The municipality has since issued a response dispelling some of Water Wells First spokesperson Kevin Jakubec’s assertions.
Mayor Hope and the municipality’s chief legal officer, John Norton, say Jakubec reached a settlement with the wind farm developers and Ministry of the Environment and Climate Change on Sept. 30.
The municipality’s news release states “Chatham-Kent agreed to the settlement only because the dispute was fundamentally between Mr. Jakubec and the other parties and they had all resolved their differences.”
Jakubec has raised the issue that wind farm developers have damaged water wells in an area north of Chatham through the vibrations caused during the construction of the wind turbines.

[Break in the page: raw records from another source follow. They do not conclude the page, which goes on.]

//! Database repository for long-running refresh tokens.

use crate::database::models::RefreshToken;
use anyhow::Result;
use chrono::{DateTime, Utc};
use sqlx::SqlitePool;

pub struct RefreshTokenRepository<'a> {
    pool: &'a SqlitePool,
}

impl<'a> RefreshTokenRepository<'a> {
    pub fn new(pool: &'a SqlitePool) -> Self {
        Self { pool }
    }

    /// Stores a freshly issued refresh token.
    pub async fn create_token(
        &self,
        user_id: i64,
        token: &str,
        expires_at: DateTime<Utc>,
    ) -> Result<RefreshToken> {
        let token = sqlx::query_as::<_, RefreshToken>(
            r#"
            INSERT INTO refresh_tokens (user_id, token, created_at, expires_at)
            VALUES (?, ?, ?, ?)
            RETURNING id, user_id, token, created_at, expires_at, revoked_at
            "#,
        )
        .bind(user_id)
        .bind(token)
        .bind(Utc::now())
        .bind(expires_at)
        .fetch_one(self.pool)
        .await?;

        Ok(token)
    }

    pub async fn find_by_token(&self, token: &str) -> Result<Option<RefreshToken>> {
        let token = sqlx::query_as::<_, RefreshToken>(
            "SELECT id, user_id, token, created_at, expires_at, revoked_at FROM refresh_tokens WHERE token = ?",
        )
        .bind(token)
        .fetch_optional(self.pool)
        .await?;

        Ok(token)
    }

    /// Revokes a single token; already revoked tokens keep their original timestamp.
    ///
    /// # Returns
    /// The revocation timestamp, or `None` if the token does not exist
    pub async fn revoke(&self, id: i64) -> Result<Option<DateTime<Utc>>> {
        let revoked_at = sqlx::query_scalar::<_, DateTime<Utc>>(
            r#"
            UPDATE refresh_tokens
            SET revoked_at = COALESCE(revoked_at, ?)
            WHERE id = ?
            RETURNING revoked_at
            "#,
        )
        .bind(Utc::now())
        .bind(id)
        .fetch_optional(self.pool)
        .await?;

        Ok(revoked_at)
    }

    /// Revokes every outstanding token of a user.
    pub async fn revoke_all_for_user(&self, user_id: i64) -> Result<u64> {
        let result = sqlx::query(
            "UPDATE refresh_tokens SET revoked_at = ? WHERE user_id = ? AND revoked_at IS NULL",
        )
        .bind(Utc::now())
        .bind(user_id)
        .execute(self.pool)
        .await?;

        Ok(result.rows_affected())
    }

    /// Removes tokens that can no longer be used.
    pub async fn cleanup_expired(&self) -> Result<u64> {
        let result = sqlx::query("DELETE FROM refresh_tokens WHERE expires_at < ?")
            .bind(Utc::now())
            .execute(self.pool)
            .await?;

        Ok(result.rows_affected())
    }
}

#[cfg(test)]
mod tests {
    use super::*;
    use crate::database::models::CreateUser;
    use crate::database::test_pool;
    use crate::repositories::user_repository::UserRepository;
    use chrono::Duration;

    #[tokio::test]
    async fn test_revocation_is_sticky() {
        let pool = test_pool().await;
        let user = UserRepository::new(&pool)
            .create_user(CreateUser {
                username: "tokens".to_string(),
                email: "tokens@example.com".to_string(),
                password_hash: "hash".to_string(),
                is_verified: true,
                is_staff: false,
            })
            .await
            .unwrap();

        let repo = RefreshTokenRepository::new(&pool);
        let token = repo
            .create_token(user.id, "abc123", Utc::now() + Duration::days(7))
            .await
            .unwrap();
        assert!(!token.is_revoked());
        assert!(!token.is_expired());

        let first = repo.revoke(token.id).await.unwrap().unwrap();
        let second = repo.revoke(token.id).await.unwrap().unwrap();
        assert_eq!(first, second);

        let stored = repo.find_by_token("abc123").await.unwrap().unwrap();
        assert!(stored.is_revoked());
        assert!(repo.revoke(9999).await.unwrap().is_none());
    }

    #[tokio::test]
    async fn test_cleanup_expired() {
        let pool = test_pool().await;
        let user = UserRepository::new(&pool)
            .create_user(CreateUser {
                username: "cleanup".to_string(),
                email: "cleanup@example.com".to_string(),
                password_hash: "hash".to_string(),
                is_verified: true,
                is_staff: false,
            })
            .await
            .unwrap();

        let repo = RefreshTokenRepository::new(&pool);
        repo.create_token(user.id, "old", Utc::now() - Duration::days(1))
            .await
            .unwrap();
        repo.create_token(user.id, "fresh", Utc::now() + Duration::days(1))
            .await
            .unwrap();

        assert_eq!(repo.cleanup_expired().await.unwrap(), 1);
        assert!(repo.find_by_token("old").await.unwrap().is_none());
        assert!(repo.find_by_token("fresh").await.unwrap().is_some());
    }
}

He sought an Environmental Review Tribunal (ERT) after believing the construction projects had caused particles of heavy metals from the Kettle Point black shale formation to enter the local ground water.
Jakubec now wants the ombudsman to determine if the municipality is in a conflict of interest by receiving millions of dollars from the wind farm developers as the host community.
At the time of the ERT, the parties exchanged a number of documents including a detailed reported by Golder Associates, dated September 2016.
Jakubec said, at that time, Hope and Norton maintained the municipality agreed with that report’s findings, which concluded there is very little risk to the aquifer from the pile-driven construction of the turbine foundations.
Norton now says in the news release: “While the Golder report was paid for by North Kent Wind 1, each of the professionals involved in that matter provided an ‘Acknowledgment of Experts Duty’ under the Practice Directions of the ERT.
“That Acknowledgment provides that the experts’ duty is to provide fair, objective and non-partisan information and provide opinions only within their area of expertise,” stated Norton.
While the municipality receives payments from the wind farm developer, Hope stated “Chatham-Kent took great efforts to make sure that if this turbine construction was approved by the province, our community would receive some significant benefit as a result.
“Of course, no amount of money would justify a negative impact on our citizens’ water,” he added.
“Our first priority is always the health and well-being of our citizens,” the mayor stated in the news release.
The Golder report was authored by five professionals including a geoscientist, a civil engineer, a hydrologist, a blasting and vibration consultant and a radiation specialist.
Norton said the individuals are exceptionally qualified in their fields of study and presented a comprehensive analysis of the issues before the ERT.
The municipality issued a news release in October 2016 detailing the history of the matter and the result of the mediation.
What’s important for citizens to know now, says Norton, “is for our residents to understand that the Ministry of the Environment and Climate Change has required North Kent Wind 1 to provide testing on active water wells prior to construction of wind turbines.”
He urges residents to participate in this program, which is free of charge, so that baseline levels can be established.
If anyone suspects their well water changes after any future construction, they should contact the wind turbine developer promptly, Norton said.